:: Data records

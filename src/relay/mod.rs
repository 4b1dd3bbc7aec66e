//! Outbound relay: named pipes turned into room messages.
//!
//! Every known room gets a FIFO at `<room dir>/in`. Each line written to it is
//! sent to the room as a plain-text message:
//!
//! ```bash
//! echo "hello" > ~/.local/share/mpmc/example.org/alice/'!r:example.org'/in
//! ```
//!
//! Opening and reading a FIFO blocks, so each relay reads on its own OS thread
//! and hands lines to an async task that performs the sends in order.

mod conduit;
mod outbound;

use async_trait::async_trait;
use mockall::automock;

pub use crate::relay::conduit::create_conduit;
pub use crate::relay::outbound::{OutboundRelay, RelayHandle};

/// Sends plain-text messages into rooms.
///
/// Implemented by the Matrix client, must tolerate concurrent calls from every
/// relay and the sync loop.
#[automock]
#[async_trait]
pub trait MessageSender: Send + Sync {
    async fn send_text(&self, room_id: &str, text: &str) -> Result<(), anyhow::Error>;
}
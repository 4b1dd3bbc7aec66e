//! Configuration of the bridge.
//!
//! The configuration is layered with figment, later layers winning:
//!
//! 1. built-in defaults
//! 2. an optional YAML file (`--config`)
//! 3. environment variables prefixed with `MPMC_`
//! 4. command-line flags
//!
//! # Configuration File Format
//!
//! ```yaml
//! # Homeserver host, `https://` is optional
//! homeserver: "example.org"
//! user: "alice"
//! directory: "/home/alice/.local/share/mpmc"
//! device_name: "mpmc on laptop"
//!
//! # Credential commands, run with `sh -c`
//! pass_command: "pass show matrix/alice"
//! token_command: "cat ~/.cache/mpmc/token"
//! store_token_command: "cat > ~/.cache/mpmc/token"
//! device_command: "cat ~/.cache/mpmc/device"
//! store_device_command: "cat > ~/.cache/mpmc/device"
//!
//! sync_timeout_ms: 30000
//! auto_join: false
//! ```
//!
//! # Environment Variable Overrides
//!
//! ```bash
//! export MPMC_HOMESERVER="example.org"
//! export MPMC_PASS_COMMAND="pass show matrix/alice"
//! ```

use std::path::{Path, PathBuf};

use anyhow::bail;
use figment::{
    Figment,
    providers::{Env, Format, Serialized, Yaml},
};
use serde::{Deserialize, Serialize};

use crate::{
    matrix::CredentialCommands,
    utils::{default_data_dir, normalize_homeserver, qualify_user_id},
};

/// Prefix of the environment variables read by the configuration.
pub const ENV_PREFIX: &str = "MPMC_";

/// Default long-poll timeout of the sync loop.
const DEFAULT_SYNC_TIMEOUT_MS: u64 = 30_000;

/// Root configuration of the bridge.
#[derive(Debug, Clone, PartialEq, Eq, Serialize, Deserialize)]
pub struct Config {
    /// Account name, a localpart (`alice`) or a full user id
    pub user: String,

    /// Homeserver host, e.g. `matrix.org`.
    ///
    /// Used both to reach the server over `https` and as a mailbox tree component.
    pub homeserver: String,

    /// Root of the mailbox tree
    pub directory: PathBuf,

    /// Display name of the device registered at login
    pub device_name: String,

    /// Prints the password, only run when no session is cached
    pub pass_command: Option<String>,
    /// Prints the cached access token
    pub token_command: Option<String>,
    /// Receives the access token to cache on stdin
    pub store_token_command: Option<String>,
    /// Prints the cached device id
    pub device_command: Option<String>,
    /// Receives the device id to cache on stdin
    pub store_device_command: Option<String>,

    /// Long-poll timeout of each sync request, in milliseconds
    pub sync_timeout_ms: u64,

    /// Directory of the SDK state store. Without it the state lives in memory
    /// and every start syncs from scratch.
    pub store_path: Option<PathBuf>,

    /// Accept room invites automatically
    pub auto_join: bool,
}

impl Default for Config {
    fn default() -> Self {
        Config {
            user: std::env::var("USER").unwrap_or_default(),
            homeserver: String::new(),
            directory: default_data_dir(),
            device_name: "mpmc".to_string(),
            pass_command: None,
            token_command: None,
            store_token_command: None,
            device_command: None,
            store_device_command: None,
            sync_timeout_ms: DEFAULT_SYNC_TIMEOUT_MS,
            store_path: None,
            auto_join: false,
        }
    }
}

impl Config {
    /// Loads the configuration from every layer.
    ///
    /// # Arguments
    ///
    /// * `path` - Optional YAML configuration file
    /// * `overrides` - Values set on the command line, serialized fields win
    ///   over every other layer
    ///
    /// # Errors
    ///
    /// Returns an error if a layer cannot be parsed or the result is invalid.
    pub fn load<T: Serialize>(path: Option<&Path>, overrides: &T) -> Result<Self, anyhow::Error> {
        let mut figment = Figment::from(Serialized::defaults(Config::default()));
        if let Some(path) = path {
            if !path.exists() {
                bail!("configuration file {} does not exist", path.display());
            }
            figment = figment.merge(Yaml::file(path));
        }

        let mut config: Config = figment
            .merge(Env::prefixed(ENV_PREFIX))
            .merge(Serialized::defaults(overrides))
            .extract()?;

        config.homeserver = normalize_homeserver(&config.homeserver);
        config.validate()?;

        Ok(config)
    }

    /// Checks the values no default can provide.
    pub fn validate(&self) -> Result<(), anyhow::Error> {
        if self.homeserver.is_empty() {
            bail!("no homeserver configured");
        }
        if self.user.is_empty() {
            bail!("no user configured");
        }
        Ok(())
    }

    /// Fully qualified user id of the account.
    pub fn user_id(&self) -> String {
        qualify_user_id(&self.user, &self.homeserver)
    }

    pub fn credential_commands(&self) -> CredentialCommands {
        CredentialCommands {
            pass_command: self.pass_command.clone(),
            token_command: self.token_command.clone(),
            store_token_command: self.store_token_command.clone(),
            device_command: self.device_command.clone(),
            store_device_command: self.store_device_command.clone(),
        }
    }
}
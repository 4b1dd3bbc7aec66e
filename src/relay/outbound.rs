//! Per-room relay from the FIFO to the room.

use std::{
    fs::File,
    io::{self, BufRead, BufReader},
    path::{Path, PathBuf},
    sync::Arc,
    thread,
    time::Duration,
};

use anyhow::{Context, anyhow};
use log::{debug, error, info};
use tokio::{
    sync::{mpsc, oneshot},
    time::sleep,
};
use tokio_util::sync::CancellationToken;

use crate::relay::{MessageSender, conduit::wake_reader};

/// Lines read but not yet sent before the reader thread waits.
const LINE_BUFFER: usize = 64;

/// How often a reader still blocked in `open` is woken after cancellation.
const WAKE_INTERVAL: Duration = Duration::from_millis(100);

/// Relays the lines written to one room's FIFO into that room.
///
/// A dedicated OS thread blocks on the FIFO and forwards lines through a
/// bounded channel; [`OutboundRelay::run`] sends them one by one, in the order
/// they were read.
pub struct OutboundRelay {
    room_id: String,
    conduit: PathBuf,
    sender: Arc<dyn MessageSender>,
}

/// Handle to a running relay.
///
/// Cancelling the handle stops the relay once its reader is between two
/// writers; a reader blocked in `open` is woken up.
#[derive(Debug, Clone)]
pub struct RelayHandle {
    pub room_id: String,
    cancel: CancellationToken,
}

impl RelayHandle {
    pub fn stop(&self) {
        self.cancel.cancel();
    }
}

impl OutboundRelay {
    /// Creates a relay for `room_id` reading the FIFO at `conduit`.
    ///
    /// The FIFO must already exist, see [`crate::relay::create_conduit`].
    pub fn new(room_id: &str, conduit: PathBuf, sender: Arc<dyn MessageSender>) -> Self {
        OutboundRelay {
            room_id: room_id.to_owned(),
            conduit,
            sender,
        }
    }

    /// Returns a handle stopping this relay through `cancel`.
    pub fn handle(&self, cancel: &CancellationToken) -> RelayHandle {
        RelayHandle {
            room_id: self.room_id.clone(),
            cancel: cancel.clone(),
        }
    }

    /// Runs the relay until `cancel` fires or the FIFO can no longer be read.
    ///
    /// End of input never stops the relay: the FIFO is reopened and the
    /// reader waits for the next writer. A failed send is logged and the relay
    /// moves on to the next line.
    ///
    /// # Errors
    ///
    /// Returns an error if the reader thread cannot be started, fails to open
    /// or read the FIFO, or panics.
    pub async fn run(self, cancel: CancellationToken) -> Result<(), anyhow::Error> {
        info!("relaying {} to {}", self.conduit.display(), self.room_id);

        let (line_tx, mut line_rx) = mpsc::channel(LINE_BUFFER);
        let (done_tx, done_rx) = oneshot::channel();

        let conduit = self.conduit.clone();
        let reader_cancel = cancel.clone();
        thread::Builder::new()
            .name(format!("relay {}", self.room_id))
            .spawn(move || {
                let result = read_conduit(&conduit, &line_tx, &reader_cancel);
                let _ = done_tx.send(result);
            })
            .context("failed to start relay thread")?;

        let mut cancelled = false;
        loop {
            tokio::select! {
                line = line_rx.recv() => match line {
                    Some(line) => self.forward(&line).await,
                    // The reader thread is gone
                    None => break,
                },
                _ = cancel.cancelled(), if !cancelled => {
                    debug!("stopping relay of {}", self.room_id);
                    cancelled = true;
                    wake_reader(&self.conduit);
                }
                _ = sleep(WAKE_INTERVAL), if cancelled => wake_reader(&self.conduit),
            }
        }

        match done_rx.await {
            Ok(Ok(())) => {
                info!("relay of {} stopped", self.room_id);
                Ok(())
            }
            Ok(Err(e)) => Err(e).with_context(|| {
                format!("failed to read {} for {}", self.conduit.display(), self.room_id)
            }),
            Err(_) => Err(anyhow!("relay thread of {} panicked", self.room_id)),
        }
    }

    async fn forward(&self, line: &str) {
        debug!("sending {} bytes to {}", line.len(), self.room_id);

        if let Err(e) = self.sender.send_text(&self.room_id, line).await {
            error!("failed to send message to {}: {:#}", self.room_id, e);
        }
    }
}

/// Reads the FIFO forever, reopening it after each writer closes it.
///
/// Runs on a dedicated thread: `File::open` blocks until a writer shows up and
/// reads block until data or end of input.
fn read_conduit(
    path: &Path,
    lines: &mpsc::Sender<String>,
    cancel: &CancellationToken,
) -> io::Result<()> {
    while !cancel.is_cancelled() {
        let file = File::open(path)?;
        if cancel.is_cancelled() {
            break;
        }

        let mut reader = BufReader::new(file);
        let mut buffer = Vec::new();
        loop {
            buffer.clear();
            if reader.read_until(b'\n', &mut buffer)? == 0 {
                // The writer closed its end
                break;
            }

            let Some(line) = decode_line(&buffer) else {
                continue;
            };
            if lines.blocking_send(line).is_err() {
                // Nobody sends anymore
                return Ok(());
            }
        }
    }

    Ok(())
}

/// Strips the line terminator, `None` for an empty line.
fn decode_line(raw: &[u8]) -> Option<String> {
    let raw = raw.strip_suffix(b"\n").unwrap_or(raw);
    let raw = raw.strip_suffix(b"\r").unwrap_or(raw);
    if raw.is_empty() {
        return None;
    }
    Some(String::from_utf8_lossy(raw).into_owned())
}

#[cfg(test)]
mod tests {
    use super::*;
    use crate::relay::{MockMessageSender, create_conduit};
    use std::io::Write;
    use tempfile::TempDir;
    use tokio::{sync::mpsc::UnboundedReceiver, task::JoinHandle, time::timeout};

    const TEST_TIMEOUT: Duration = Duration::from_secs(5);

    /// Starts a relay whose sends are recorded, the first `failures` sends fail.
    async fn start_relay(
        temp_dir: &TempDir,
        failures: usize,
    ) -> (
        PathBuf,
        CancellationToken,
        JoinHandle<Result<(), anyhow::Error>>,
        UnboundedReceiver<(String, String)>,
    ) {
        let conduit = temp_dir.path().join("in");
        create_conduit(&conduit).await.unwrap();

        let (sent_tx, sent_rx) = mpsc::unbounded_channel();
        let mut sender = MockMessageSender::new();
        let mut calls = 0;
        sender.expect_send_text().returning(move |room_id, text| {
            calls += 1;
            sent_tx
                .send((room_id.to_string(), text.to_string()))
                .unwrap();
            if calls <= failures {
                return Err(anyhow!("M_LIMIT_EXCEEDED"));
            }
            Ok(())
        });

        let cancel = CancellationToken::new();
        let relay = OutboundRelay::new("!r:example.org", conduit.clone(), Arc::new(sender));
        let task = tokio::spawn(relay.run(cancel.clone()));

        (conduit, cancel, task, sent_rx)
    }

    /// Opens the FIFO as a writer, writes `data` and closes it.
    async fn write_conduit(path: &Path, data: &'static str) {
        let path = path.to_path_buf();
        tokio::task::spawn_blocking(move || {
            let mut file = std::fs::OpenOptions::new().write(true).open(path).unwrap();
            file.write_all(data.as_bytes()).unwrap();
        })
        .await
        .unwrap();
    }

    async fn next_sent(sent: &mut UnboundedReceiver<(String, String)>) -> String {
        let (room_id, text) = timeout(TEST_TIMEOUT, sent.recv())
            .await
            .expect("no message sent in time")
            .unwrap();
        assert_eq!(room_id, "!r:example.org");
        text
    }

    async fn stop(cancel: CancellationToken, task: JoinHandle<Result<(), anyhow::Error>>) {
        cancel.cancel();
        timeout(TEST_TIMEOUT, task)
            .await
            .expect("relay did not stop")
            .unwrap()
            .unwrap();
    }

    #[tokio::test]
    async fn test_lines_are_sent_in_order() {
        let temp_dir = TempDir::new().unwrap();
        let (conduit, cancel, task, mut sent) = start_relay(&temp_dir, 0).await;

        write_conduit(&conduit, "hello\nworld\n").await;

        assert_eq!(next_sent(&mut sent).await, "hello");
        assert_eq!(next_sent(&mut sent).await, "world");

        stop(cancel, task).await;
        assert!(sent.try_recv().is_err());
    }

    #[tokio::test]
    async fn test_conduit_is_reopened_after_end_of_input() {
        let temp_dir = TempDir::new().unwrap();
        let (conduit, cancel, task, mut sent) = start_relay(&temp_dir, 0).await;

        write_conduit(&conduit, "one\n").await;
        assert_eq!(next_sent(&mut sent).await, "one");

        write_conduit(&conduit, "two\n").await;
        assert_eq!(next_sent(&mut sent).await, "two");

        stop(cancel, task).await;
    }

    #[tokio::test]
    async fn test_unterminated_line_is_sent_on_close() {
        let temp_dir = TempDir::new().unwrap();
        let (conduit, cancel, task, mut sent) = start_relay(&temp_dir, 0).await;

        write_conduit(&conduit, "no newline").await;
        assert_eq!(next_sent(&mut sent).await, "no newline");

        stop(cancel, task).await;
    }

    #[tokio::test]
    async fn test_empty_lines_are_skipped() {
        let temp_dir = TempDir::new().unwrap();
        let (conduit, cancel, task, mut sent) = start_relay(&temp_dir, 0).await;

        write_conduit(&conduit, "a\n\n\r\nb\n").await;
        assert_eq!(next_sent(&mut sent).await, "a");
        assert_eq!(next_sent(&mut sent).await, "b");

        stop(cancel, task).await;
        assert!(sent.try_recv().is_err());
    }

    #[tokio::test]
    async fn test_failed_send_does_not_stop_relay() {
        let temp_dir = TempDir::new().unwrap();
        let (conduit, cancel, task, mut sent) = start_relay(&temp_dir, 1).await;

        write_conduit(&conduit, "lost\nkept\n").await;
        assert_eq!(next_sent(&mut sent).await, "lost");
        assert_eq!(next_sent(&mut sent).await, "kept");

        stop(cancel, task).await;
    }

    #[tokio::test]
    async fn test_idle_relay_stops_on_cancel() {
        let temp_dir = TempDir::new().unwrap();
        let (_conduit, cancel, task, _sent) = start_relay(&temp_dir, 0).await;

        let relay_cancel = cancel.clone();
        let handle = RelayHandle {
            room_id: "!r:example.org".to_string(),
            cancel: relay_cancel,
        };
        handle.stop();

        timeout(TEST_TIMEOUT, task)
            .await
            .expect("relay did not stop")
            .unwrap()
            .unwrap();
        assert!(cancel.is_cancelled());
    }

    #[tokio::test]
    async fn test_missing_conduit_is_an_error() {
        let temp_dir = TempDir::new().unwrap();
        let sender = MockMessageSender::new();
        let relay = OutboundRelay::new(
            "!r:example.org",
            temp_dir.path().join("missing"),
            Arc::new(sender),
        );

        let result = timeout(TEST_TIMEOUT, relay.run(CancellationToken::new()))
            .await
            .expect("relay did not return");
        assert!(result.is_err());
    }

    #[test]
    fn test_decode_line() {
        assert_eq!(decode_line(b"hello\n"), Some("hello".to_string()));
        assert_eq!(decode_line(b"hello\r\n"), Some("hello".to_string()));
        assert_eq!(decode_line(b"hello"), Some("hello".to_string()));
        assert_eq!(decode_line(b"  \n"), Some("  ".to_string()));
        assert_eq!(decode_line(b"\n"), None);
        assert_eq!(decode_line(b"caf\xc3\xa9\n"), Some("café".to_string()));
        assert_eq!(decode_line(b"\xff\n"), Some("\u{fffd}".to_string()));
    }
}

::::

(Exercise) Once you find the line containing "use async_trait::async_trait;", stop: reproduce exactly that line and every line of the data before it, and nothing else.

(Result of this task)
filename src/relay/mod.rs
repository 4b1dd3bbc7aec66e
//! Outbound relay: named pipes turned into room messages.
//!
//! Every known room gets a FIFO at `<room dir>/in`. Each line written to it is
//! sent to the room as a plain-text message:
//!
//! ```bash
//! echo "hello" > ~/.local/share/mpmc/example.org/alice/'!r:example.org'/in
//! ```
//!
//! Opening and reading a FIFO blocks, so each relay reads on its own OS thread
//! and hands lines to an async task that performs the sends in order.

mod conduit;
mod outbound;

use async_trait::async_trait;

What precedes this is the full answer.